I also broke down at one point when I couldn’t understand a financial transaction. Trying to figure out the exchange rate compounded with the language barrier I face on a daily basis got to me I suppose. Before that various decisions had been made about money that I couldn’t understand nor calculate in my head. For a control freak like me, this proved to be too much. It was a good lesson for me to learn to ‘let it go.’ I am grateful I have good friends who are understanding and patient. We were able to laugh about the love fest that ensued in the street while they were consoling me. There are moments when I need my native tongue to feel I am myself. Language is truly amazing. I have to come to realize how much I am able to communicate without being fluent in a language, but also how much I miss for the same reason.

Getting to Antigua was an adventure in itself. Two buses, both very crowded. It was a beautiful day though and the driver had some old Ranchera music playing. Although I had to grip the handle bar on top of the seat in front of me to keep from sliding off as we whipped around sharp turns, I managed to take a little nap leaning against my friend. Again, we also three to a seat with the aisles full. 

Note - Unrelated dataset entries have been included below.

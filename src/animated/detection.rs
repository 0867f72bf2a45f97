// SPDX-License-Identifier: MPL-2.0

//! File type detection utilities.

use std::path::Path;

/// File extensions offered by the file picker.
pub const GIF_EXTENSIONS: &[&str] = &["gif"];

const GIF_SIGNATURES: [&[u8; 6]; 2] = [b"GIF87a", b"GIF89a"];

/// Check if a path points to a GIF file.
#[must_use]
pub fn is_gif_file(path: &Path) -> bool {
    path.extension()
        .and_then(|ext| ext.to_str())
        .map(|ext| GIF_EXTENSIONS.iter().any(|gif| ext.eq_ignore_ascii_case(gif)))
        .unwrap_or(false)
}

/// Check whether a byte stream starts with a GIF header.
#[must_use]
pub fn has_gif_signature(header: &[u8]) -> bool {
    GIF_SIGNATURES
        .iter()
        .any(|signature| header.starts_with(&signature[..]))
}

We got to Antigua in the late afternoon. After dinner I got my first look at Antigua by twilight. It was beautiful. Although there were a lot people out and about, it still felt peaceful.

Below is the arc and clock tower of the city marking the center of the city. After passing under the arch it opens up into a square with a park and at the top, Cathedral San Jose.

 One of my favorite moments during the trip was getting up early the last morning to walk around by myself in Antigua. I needed some space and wanted to see more of Antigua in the daylight. The air was sweet and fresh and the streets were quiet. As I walked I greeted people who were sharing the early Sunday morning with me. A few motorcycles and mopeds flew by, trucks carrying people locals to church, restaurant workers and shopkeepers were preparing for the stream of tourists that would pass through their doors that day.

I passed by many historical sites, ruins of old buildings beaten down by time but still standing. I was reminded of wandering around Rome where the remnants of history are everywhere you turn.

I returned to see San Jose Cathedral in the sunlight and caught the end of a morning service.

I ate my Chile Relleno sandwich, drank coffee and watched pigeons in front of the church in Merced Park.

Thank you Guatemala. It was beautiful and I hope to see you again soon.